*** Entries provided Section Begins ***
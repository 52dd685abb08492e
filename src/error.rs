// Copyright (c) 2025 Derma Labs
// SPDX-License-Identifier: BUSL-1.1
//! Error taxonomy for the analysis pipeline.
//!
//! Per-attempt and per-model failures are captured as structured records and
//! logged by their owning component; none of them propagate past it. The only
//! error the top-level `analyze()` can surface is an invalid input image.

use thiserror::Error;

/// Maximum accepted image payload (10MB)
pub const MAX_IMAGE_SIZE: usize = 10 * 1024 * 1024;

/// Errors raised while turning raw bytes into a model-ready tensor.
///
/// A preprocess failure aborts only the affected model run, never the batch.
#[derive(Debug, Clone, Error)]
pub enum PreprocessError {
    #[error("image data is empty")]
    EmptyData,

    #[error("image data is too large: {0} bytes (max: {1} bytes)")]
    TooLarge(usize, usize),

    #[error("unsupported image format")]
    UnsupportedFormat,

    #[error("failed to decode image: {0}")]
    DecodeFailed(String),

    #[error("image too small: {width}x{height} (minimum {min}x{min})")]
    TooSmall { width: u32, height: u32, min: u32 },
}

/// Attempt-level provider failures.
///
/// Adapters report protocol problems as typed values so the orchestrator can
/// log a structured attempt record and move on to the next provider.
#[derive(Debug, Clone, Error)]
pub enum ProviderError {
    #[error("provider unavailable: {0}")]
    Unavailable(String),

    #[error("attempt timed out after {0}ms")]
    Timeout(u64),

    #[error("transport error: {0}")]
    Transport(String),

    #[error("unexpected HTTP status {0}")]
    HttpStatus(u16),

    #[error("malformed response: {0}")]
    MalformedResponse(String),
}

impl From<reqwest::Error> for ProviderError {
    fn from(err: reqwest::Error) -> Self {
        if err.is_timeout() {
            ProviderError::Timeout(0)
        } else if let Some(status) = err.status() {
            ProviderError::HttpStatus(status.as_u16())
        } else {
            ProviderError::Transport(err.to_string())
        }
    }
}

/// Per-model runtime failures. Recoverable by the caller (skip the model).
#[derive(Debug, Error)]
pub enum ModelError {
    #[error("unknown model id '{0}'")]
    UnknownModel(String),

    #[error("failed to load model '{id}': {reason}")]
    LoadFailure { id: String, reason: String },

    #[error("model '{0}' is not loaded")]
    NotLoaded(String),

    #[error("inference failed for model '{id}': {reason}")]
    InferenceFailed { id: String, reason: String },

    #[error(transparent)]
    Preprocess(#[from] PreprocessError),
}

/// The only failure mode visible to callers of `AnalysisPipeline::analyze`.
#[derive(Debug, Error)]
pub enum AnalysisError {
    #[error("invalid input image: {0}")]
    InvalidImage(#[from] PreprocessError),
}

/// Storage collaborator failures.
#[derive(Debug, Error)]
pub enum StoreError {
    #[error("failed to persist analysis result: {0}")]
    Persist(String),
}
*** Entries provided Section Ends ***
*** Entries provided Section Begins ***
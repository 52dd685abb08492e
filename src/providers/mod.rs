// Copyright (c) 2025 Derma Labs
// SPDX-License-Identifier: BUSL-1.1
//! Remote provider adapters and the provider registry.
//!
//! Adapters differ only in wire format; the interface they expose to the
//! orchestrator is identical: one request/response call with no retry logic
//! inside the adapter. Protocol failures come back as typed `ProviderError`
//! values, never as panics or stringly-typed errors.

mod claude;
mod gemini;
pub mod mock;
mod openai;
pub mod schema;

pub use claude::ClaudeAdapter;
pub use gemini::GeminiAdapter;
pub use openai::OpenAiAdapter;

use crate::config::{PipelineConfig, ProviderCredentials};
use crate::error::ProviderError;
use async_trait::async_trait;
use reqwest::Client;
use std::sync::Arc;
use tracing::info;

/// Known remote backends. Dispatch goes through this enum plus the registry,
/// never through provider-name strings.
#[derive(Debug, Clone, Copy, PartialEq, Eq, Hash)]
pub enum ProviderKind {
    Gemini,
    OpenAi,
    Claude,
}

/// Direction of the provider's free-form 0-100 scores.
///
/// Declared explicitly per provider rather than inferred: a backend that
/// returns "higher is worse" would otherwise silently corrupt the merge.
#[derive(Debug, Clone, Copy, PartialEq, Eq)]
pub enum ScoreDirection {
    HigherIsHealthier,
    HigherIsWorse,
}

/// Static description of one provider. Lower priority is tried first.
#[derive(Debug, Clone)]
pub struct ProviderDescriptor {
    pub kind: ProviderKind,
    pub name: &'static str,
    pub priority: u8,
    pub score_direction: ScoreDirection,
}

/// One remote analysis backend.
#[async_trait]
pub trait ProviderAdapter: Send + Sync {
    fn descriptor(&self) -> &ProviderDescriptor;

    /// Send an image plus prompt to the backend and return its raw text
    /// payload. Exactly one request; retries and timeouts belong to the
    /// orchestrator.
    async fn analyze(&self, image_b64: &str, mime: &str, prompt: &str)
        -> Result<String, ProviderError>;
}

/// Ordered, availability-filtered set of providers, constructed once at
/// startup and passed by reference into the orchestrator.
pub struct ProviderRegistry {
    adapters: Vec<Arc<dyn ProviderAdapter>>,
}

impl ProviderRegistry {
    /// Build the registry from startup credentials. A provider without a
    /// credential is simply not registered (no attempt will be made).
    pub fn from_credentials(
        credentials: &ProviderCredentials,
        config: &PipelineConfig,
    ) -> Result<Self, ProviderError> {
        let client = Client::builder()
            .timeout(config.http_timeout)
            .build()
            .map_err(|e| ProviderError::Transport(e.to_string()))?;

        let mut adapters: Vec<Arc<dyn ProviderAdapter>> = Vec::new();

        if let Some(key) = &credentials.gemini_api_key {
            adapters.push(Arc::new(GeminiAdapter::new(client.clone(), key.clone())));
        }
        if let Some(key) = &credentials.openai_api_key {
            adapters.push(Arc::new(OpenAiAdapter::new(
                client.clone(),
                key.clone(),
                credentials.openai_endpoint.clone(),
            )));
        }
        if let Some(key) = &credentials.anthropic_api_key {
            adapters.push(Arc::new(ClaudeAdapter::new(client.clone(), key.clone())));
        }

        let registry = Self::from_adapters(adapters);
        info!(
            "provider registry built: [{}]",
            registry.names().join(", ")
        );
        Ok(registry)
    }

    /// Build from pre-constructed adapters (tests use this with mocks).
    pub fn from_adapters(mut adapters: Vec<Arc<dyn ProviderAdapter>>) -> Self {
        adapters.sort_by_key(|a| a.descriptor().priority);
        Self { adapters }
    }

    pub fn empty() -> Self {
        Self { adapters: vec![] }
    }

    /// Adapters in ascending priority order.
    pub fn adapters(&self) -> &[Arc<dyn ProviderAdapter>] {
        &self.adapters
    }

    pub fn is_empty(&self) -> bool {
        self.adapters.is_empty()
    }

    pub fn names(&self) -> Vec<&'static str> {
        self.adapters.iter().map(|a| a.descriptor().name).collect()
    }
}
*** Entries provided Section Ends ***
> [Action item]: Wherever the word "level" appears in the entries above, copy that line.

> [Solution to this problem]:
//! error the top-level `analyze()` can surface is an invalid input image.
/// Attempt-level provider failures.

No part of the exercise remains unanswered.